Ahead of a Clegg-Huhne Lib Dem leadership debate at the weekend, a Huhne office researcher had helpfully sent us a briefing note on the policy differences between the two contenders. It was entitled "Calamity Clegg".
So much for positive politics and one party united for liberalism. Instead here was one camp united in bitterness against the other, openly lambasting them as a disaster, a flip-flop candidate who couldn't make his mind up one week to the next. Poor naive researcher, sure. And we felt for her. Briefly. But thank you God - this was too good an opportunity to miss.
Could we reasonably reveal the contents of the e-mail? You bet - it hadn't been sent as an off-the-record document and hadn't even been directly solicited. And it threw light on what one candidate's team really thought.
Maybe, mused our presenter Jon Sopel, we'd get Chris Huhne to apologise publicly on air for such a personal attack?
Not a bit of it. Instead Nick Clegg looked alternately surprised, aghast, irritated and finally insulted as Chris Huhne meticulously disassociated himself from the contents of the e-mail and then proceeded to lift attack phrases from it. (You can watch the debate here.)
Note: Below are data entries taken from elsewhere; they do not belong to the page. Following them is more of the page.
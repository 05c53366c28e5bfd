// redactkit-core/src/headless.rs

//! `headless.rs`
//! Convenience wrappers for one-shot use of the engine without managing an instance.
//! Each call builds a fresh engine over the built-in catalogue, so placeholder memos and
//! caches do not carry over between calls.

use crate::config::DetectOptions;
use crate::detection::DetectionResult;
use crate::engine::DetectionEngine;
use crate::engines::pii_engine::PiiEngine;
use crate::errors::RedactError;

/// Detects PII in `text` with the built-in catalogue and returns the full result.
pub fn detect_pii(text: &str, options: DetectOptions) -> Result<DetectionResult, RedactError> {
    let engine: Box<dyn DetectionEngine> = Box::new(PiiEngine::new(options)?);
    engine.detect(text)
}

/// Returns `text` with every detected PII value replaced by its placeholder.
pub fn headless_redact_string(text: &str, options: DetectOptions) -> Result<String, RedactError> {
    Ok(detect_pii(text, options)?.redacted)
}
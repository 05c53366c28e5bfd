//! Span arithmetic and overlap arbitration.
//!
//! Patterns run in priority order and every accepted span is recorded in a
//! [`ProcessedRanges`]. A later candidate that overlaps any recorded span is discarded, so
//! higher-priority patterns always keep the text they claimed first.

use serde::{Deserialize, Serialize};

/// A half-open `[start, end)` byte range into the source text.
#[derive(Debug, Clone, Copy, PartialEq, Eq, Hash, PartialOrd, Ord, Serialize, Deserialize)]
pub struct Span {
    pub start: usize,
    pub end: usize,
}

impl Span {
    /// Returns `None` unless `start < end`.
    pub fn new(start: usize, end: usize) -> Option<Self> {
        (start < end).then_some(Self { start, end })
    }

    pub fn len(&self) -> usize {
        self.end - self.start
    }

    pub fn is_empty(&self) -> bool {
        self.start >= self.end
    }

    /// Overlap test between two half-open spans: the candidate starts inside `other`,
    /// ends inside `other`, or contains it. Touching spans do not overlap.
    pub fn overlaps(&self, other: &Span) -> bool {
        let start_inside = self.start >= other.start && self.start < other.end;
        let end_inside = self.end > other.start && self.end <= other.end;
        let contains = self.start <= other.start && self.end >= other.end;
        start_inside || end_inside || contains
    }
}

/// Append-only record of spans accepted during one detection run.
#[derive(Debug, Clone, Default)]
pub struct ProcessedRanges {
    spans: Vec<Span>,
}

impl ProcessedRanges {
    pub fn new() -> Self {
        Self::default()
    }

    pub fn overlaps(&self, candidate: &Span) -> bool {
        self.spans.iter().any(|existing| candidate.overlaps(existing))
    }

    pub fn push(&mut self, span: Span) {
        self.spans.push(span);
    }

    /// Records `span` unless it overlaps an existing one. Returns whether it was recorded.
    pub fn try_claim(&mut self, span: Span) -> bool {
        if self.overlaps(&span) {
            return false;
        }
        self.spans.push(span);
        true
    }

    pub fn len(&self) -> usize {
        self.spans.len()
    }

    pub fn is_empty(&self) -> bool {
        self.spans.is_empty()
    }

    pub fn iter(&self) -> impl Iterator<Item = &Span> {
        self.spans.iter()
    }
}
// redactkit-context/src/window/mod.rs

//! Byte-offset window helpers that never split a UTF-8 character.

/// Moves `index` backwards until it sits on a char boundary of `text`.
pub fn clamp_to_char_boundary(text: &str, index: usize) -> usize {
    let mut index = index.min(text.len());
    while index > 0 && !text.is_char_boundary(index) {
        index -= 1;
    }
    index
}

/// Returns the slice of `text` spanning `radius` bytes on each side of `[start, end)`.
pub fn context_window(text: &str, start: usize, end: usize, radius: usize) -> &str {
    let lo = clamp_to_char_boundary(text, start.saturating_sub(radius));
    let hi = end.saturating_add(radius).min(text.len());
    // Round the upper edge forward so the window keeps whole characters.
    let mut hi = hi;
    while hi < text.len() && !text.is_char_boundary(hi) {
        hi += 1;
    }
    &text[lo..hi.max(lo)]
}

/// Returns up to `radius` bytes of text immediately before `start`.
pub fn preceding_text(text: &str, start: usize, radius: usize) -> &str {
    let end = clamp_to_char_boundary(text, start);
    let lo = clamp_to_char_boundary(text, end.saturating_sub(radius));
    &text[lo..end]
}
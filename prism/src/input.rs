/*! Defines the abstract syntax tree of source programs as produced by the parser. */

pub use prism_fol::syntax::{BinaryOperator, ComparisonOperator};

/// Is a term of the source program.
#[derive(Clone, PartialEq, Eq, Debug)]
pub enum Term {
    Boolean(bool),
    Integer(i64),
    Infimum,
    Supremum,
    String(String),
    Constant(String),
    /// A variable; anonymous variables (`_`) carry no name.
    Variable(Option<String>),
    Function {
        name: String,
        arguments: Vec<Term>,
        external: bool,
    },
    UnaryOperation {
        operator: UnaryOperator,
        argument: Box<Term>,
    },
    BinaryOperation {
        operator: BinaryOperator,
        left: Box<Term>,
        right: Box<Term>,
    },
    Interval {
        from: Box<Term>,
        to: Box<Term>,
    },
    Pool(Vec<Term>),
}

/// Is a unary operator of the source language.
#[derive(Clone, Copy, PartialEq, Eq, Debug)]
pub enum UnaryOperator {
    Minus,
    AbsoluteValue,
}

/// Is the sign in front of a literal.
#[derive(Clone, Copy, PartialEq, Eq, Debug)]
pub enum Sign {
    None,
    Negation,
    DoubleNegation,
}

/// Is a predicate applied to a list of argument terms.
#[derive(Clone, PartialEq, Eq, Debug)]
pub struct Atom {
    pub predicate: String,
    pub arguments: Vec<Term>,
}

impl Atom {
    pub fn arity(&self) -> usize {
        self.arguments.len()
    }
}

/// Is a literal of the source program.
#[derive(Clone, PartialEq, Eq, Debug)]
pub enum Literal {
    Boolean(bool),
    Atom { sign: Sign, atom: Atom },
    Comparison {
        sign: Sign,
        operator: ComparisonOperator,
        left: Term,
        right: Term,
    },
}

/// Is one element of a rule body. Aggregates, theory atoms, and CSP literals are
/// recognized but rejected by the translation.
#[derive(Clone, PartialEq, Eq, Debug)]
pub enum BodyLiteral {
    Literal(Literal),
    Aggregate,
    TheoryAtom,
    CspLiteral,
}

/// Is the head of a rule.
#[derive(Clone, PartialEq, Eq, Debug)]
pub enum Head {
    Literal(Literal),
    Disjunction(Vec<Literal>),
    Choice(Vec<Literal>),
    Aggregate,
}

/// Is a rule of the source program. Facts have an empty body; integrity constraints
/// have the head `#false`.
#[derive(Clone, PartialEq, Eq, Debug)]
pub struct Rule {
    pub head: Head,
    pub body: Vec<BodyLiteral>,
}

/// Names a predicate by name and arity.
#[derive(Clone, PartialEq, Eq, Debug)]
pub struct Signature {
    pub name: String,
    pub arity: usize,
}

/// Is one statement of the source program.
#[derive(Clone, PartialEq, Eq, Debug)]
pub enum Statement {
    Rule(Rule),
    /// A `#show name/arity.` statement.
    ShowSignature(Signature),
    /// A plain `#show.` statement, hiding all predicates.
    ShowNothing,
    /// An `#external name/arity.` statement.
    ExternalSignature(Signature),
}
And the daggers were still there in the green room afterwards - the potential stab in the back made all the easier by an apparent determination not to look at, let alone talk to, each other.
So, a thoroughly bad day for the Lib Dems? Perhaps. But winning is everything and I've been wondering if it was all a cunning plan and we were the stooges. Flick through the newspaper coverage yesterday - what's the phrase that sticks in the mind from every broadsheet and half the tabloids? Huhne apologetic? Huhne red-faced? Huhne humbled? Nope. Calamity Clegg. You might think that's as good as a free press release from the Huhne camp to the one in 1000 of you who'll be eligible to vote in the contest from this week.
I would ask the Lib Dem researcher - but either way I'm guessing she couldn't possibly comment.